EXERCISE OBJECTIVE | Find the string "operations" in the records. Copy every line it appears in.

RECORDS |
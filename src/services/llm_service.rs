use anyhow::{bail, Context};
use async_trait::async_trait;
use reqwest::Client as HttpClient;
use serde_json::{json, Value};
use std::sync::Arc;
use std::time::Duration;

use crate::config::LlmConfig;
use crate::models::{DocumentOperation, GenerationRequest, GenerationResult, QueryLanguage};

const SYSTEM_PROMPT: &str = "You are a database query generator. Generate only the requested query without any additional text or explanation.";
const GROQ_BASE_URL: &str = "https://api.groq.com/openai/v1";
const OPENAI_BASE_URL: &str = "https://api.openai.com/v1";
const OLLAMA_HOST: &str = "http://localhost:11434";
const GEMINI_BASE_URL: &str = "https://generativelanguage.googleapis.com/v1beta";

/// A text-generation provider that turns a request into query text
#[async_trait]
pub trait GenerationBackend: Send + Sync {
    fn name(&self) -> &str;

    async fn generate(&self, request: &GenerationRequest) -> anyhow::Result<GenerationResult>;
}

/// Build the instruction text sent to every provider
pub fn build_prompt(request: &GenerationRequest) -> String {
    match request.language {
        QueryLanguage::Sql => format!(
            r#"You are a SQL expert. Given a database schema and a natural language request, generate one valid SQL statement.

Database Schema:
{schema}

Request: {prompt}

Instructions:
1. Generate ONLY the SQL statement, with no explanations or markdown formatting
2. Use table and column names exactly as they appear in the schema above
3. Prefer SELECT; use INSERT or UPDATE only when the request asks to change data
4. If the request asks how many rows match, use COUNT(*)

SQL:"#,
            schema = request.schema,
            prompt = request.prompt,
        ),
        QueryLanguage::Document => {
            let operations: Vec<&str> = DocumentOperation::ALL.iter().map(|op| op.as_str()).collect();
            let collection_hint = request
                .extension_str("collection")
                .map(|c| format!("\nThe most relevant collection is probably \"{}\".", c))
                .unwrap_or_default();
            format!(
                r#"You are a document database expert. Given the collections below and a natural language request, produce one JSON object describing the operation.

Collections:
{schema}
{collection_hint}
Request: {prompt}

Respond with ONLY a JSON object of this shape:
{{"operation": one of {operations:?}, "collection": "<name>", "filter": {{...}}, "document": {{...}}, "update": {{...}}, "pipeline": [...]}}

Rules:
- find and delete need "filter"; insert needs "document"; update needs "filter" and "update"; aggregate needs "pipeline"
- Use query operators such as $eq, $gt, $lt, $in and update operators such as $set and $inc
- Do not add comments or prose"#,
                schema = request.schema,
                collection_hint = collection_hint,
                prompt = request.prompt,
                operations = operations,
            )
        }
    }
}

RESPONSE TO THIS TASK |
            let operations: Vec<&str> = DocumentOperation::ALL.iter().map(|op| op.as_str()).collect();
{{"operation": one of {operations:?}, "collection": "<name>", "filter": {{...}}, "document": {{...}}, "update": {{...}}, "pipeline": [...]}}
                operations = operations,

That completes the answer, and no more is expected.